The VIX activity is going to be key to watch today and tomorrow. The fact that we’re hovering around 20 right now confirms that we’re in a fearful state – but if we do see that 25 level taken out here, I’m going to start looking a whole lot closer at that correlation John pointed out.

You heard me talk about stopwatches vs. calendars, well, the VIX is particularly interesting in that regard.

It’s always looking at the calendar, since it looks at the options over the next 30 days and what the market’s pricing in. So if the VIX does start to move a little higher and the trend breaks down below that MA50, that’s telling you that more volatility’s coming, and now it’s directional volatility – not just side to side.

So, the reason the VIX is calm today has nothing to do with the fact that the market’s up or down 3%, it’s because the next 30 days aren’t moving the needle.

The people looking at their stopwatches see this as a thing where they’re like, “This market is tearing it up – we’re missing opportunities.” No, no, no. If you lengthen your timeframe, you’ll see that this trend is still developing to the downside. That’s why you need to ditch the stopwatch for the calendar.

Look, I get it. We’ve gone through all of the past month-plus looking at our stopwatches, because it’s been one major event after another, starting in November with the midterm elections all the way through yesterday’s Fed meeting and today’s earnings.

Everyone’s gotten used to day trading. You needn’t look any further than that “two-day winning streak” crock of a headline. Even the Fed recalibrated its thinking – winning streaks used to have to last five, 10, or 15 days before deserving mention.

The fact that the Fed thinks that’s news speaks to a paradigm shift for investors. A shift toward stopwatches and away from calendars.

I mean, heck, investor polls are now obsolete because those things move at the speed of a calendar – and a slow one, at that.

Well, guess what, we don’t hear from Jerome Powell at a Fed decision meeting until February. Sure, the market will focus on the CPI number for a little while when it gets released, but it’s going to be drastically different from the past month or so when we couldn’t come up for air.

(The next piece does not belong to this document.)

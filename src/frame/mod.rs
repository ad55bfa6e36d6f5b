pub(crate) mod crop;
pub(crate) mod normalize;
pub(crate) mod quantize;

Now, the stopwatches can be put in the desk drawer and we can start actually making moves based on technicals and logic.

Imagine that, actually trading based on the reality of the market. So, we start looking out a little more and asking what the market’s telling us in terms of trends.

And that’s my specialty. My motto is let the market come to me, and that’s been really hard to do in such a breakneck, event-fueled environment. The market couldn’t even get from one day to the next without shockwaves.

But now that the dust is beginning to settle, I can really hone in on the parts that are on the verge of movement.

For now, I’m shifting my focus to SPDR S&P Retail ETF (XRT) and KBE SPDR S&P Bank ETF (XBE).

We’ve already seen today with some retail earnings announcements the signs of distress in that sector. The banks and financials have been sending out warning signs of a rough start to 2023 in the form of bonus cuts and potential layoffs.

But their rough start to 2023 will be a lucrative one for us. You just have to be patient and ignore the stopwatch.